Assigned task => Each line containing the string "move" should be copied out of the entries.

Exercise input =>
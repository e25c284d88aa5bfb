//! Core library for the AZ International certificate site.
//!
//! This crate holds everything that is not UI:
//!
//! - [`cache`] - TTL request cache with pattern invalidation
//! - [`api`] - the certificate data-access client and its transports
//! - [`models`] - certificate records, form drafts and wire normalization
//! - [`search`] - grouping and display formatting of search results
//! - [`error`] - user-facing error taxonomy
//!
//! The web app and the CLI are thin consumers of [`ServiceClient`].

pub mod api;
pub mod cache;
pub mod clock;
pub mod config;
pub mod error;
pub mod models;
pub mod search;

pub use api::{ApiRequest, ApiResponse, Operation, ServiceClient, Transport};
pub use cache::{Invalidate, RequestCache};
pub use clock::{Clock, ManualClock, SystemClock};
pub use config::ClientConfig;
pub use error::{ApiError, ErrorKind, TransportError};
pub use models::{
    CertificateDraft, CertificateRecord, CertificateType, EmailMessage, Location, ServiceMethod,
    UploadFile, UploadReport,
};
pub use search::{CertificateGroup, CertificateStatus, CertificateView, SearchMode};

#[cfg(any(test, feature = "mock"))]
pub use api::MockTransport;
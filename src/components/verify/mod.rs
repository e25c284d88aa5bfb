//! Public certificate verification page.
//!
//! Visitors search by holder name, serial number, or both, and see one card
//! per matching certificate with its validity.

use azcert_core::search::{CertificateView, SearchMode};
use chrono::Utc;
use leptos::{ev, prelude::*};
use leptos_icons::Icon;
use wasm_bindgen_futures::spawn_local;

use crate::app::AppContext;
use crate::components::icons as ic;
use crate::config::SEARCH_THROTTLE_MS;
use crate::utils::Throttle;

stylance::import_crate_style!(css, "src/components/verify/verify.module.css");

const EMPTY_QUERY: &str = "Please enter a search value";

fn placeholder(mode: SearchMode) -> &'static str {
    match mode {
        SearchMode::Name => "Certificate holder name",
        SearchMode::Serial => "Serial number (e.g. CERT-12345)",
        SearchMode::All => "Name or serial number",
    }
}

#[component]
pub fn VerifyPage() -> impl IntoView {
    let ctx = use_context::<AppContext>().expect("AppContext must be provided");

    let (query, set_query) = signal(String::new());
    let (mode, set_mode) = signal(SearchMode::default());
    let (loading, set_loading) = signal(false);
    // None until the first search completes
    let (results, set_results) = signal::<Option<Vec<CertificateView>>>(None);
    let throttle = StoredValue::new(Throttle::new(SEARCH_THROTTLE_MS));

    let on_submit = move |ev: ev::SubmitEvent| {
        ev.prevent_default();
        if loading.get_untracked() {
            return;
        }
        let now_ms = js_sys::Date::now();
        if !throttle.try_update_value(|t| t.allow(now_ms)).unwrap_or(false) {
            return;
        }

        let api = ctx.api();
        let query = query.get_untracked();
        let mode = mode.get_untracked();
        set_loading.set(true);
        ctx.dismiss();

        spawn_local(async move {
            match api.verify(&query, mode).await {
                Some(records) => {
                    let now = Utc::now();
                    let views = records
                        .iter()
                        .map(|r| CertificateView::from_record(r, now))
                        .collect();
                    set_results.set(Some(views));
                }
                None => ctx.error(EMPTY_QUERY),
            }
            set_loading.set(false);
        });
    };

    view! {
        <section class=css::page>
            <div class=css::intro>
                <Icon icon=ic::VERIFIED />
                <h1>"Certificate Verification"</h1>
                <p>"Confirm that an inspection certificate was issued by AZ International."</p>
            </div>

            <form class=css::searchForm on:submit=on_submit>
                <div class=css::modes role="radiogroup">
                    {[SearchMode::Name, SearchMode::Serial, SearchMode::All]
                        .into_iter()
                        .map(|m| view! {
                            <label class=css::mode>
                                <input
                                    type="radio"
                                    name="mode"
                                    prop:checked=move || mode.get() == m
                                    on:change=move |_| set_mode.set(m)
                                />
                                {match m {
                                    SearchMode::Name => "By name",
                                    SearchMode::Serial => "By serial",
                                    SearchMode::All => "Both",
                                }}
                            </label>
                        })
                        .collect::<Vec<_>>()}
                </div>
                <div class=css::searchRow>
                    <input
                        type="search"
                        class=css::searchInput
                        placeholder=move || placeholder(mode.get())
                        prop:value=query
                        on:input=move |ev| set_query.set(event_target_value(&ev))
                    />
                    <button type="submit" class=css::searchButton disabled=loading>
                        <Icon icon=ic::SEARCH />
                        {move || if loading.get() { "Searching..." } else { "Verify" }}
                    </button>
                </div>
            </form>

            {move || results.get().map(|views| {
                if views.is_empty() {
                    view! {
                        <p class=css::empty>
                            "No certificates found. Check the spelling or try another search."
                        </p>
                    }
                    .into_any()
                } else {
                    view! {
                        <div class=css::results>
                            {views.into_iter()
                                .map(|view| view! { <CertificateCard view=view /> })
                                .collect::<Vec<_>>()}
                        </div>
                    }
                    .into_any()
                }
            })}
        </section>
    }
}

#[component]
fn CertificateCard(view: CertificateView) -> impl IntoView {
    let status_class = match view.status {
        azcert_core::CertificateStatus::Active => css::active,
        azcert_core::CertificateStatus::Expired => css::expired,
    };

    view! {
        <article class=css::card>
            <header class=css::cardHeader>
                <span class=css::certId>{view.display_id}</span>
                <span class=status_class>{view.status.label()}</span>
            </header>
            <h2 class=css::holder>{view.name}</h2>
            <p class=css::title>{view.title}</p>
            <dl class=css::details>
                <dt>"Serial number"</dt>
                <dd>{view.serial_number}</dd>
                <dt><Icon icon=ic::CALENDAR />" Issued"</dt>
                <dd>{view.issue_date}</dd>
                <dt><Icon icon=ic::CALENDAR />" Expires"</dt>
                <dd>{view.expiry_date}</dd>
                <dt><Icon icon=ic::LOCATION />" Location"</dt>
                <dd>{view.location}</dd>
            </dl>
        </article>
    }
}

Response to this exercise =>
    let on_submit = move |ev: ev::SubmitEvent| {
        spawn_local(async move {
                                    prop:checked=move || mode.get() == m
                                    on:change=move |_| set_mode.set(m)
                        placeholder=move || placeholder(mode.get())
                        on:input=move |ev| set_query.set(event_target_value(&ev))
                        {move || if loading.get() { "Searching..." } else { "Verify" }}
            {move || results.get().map(|views| {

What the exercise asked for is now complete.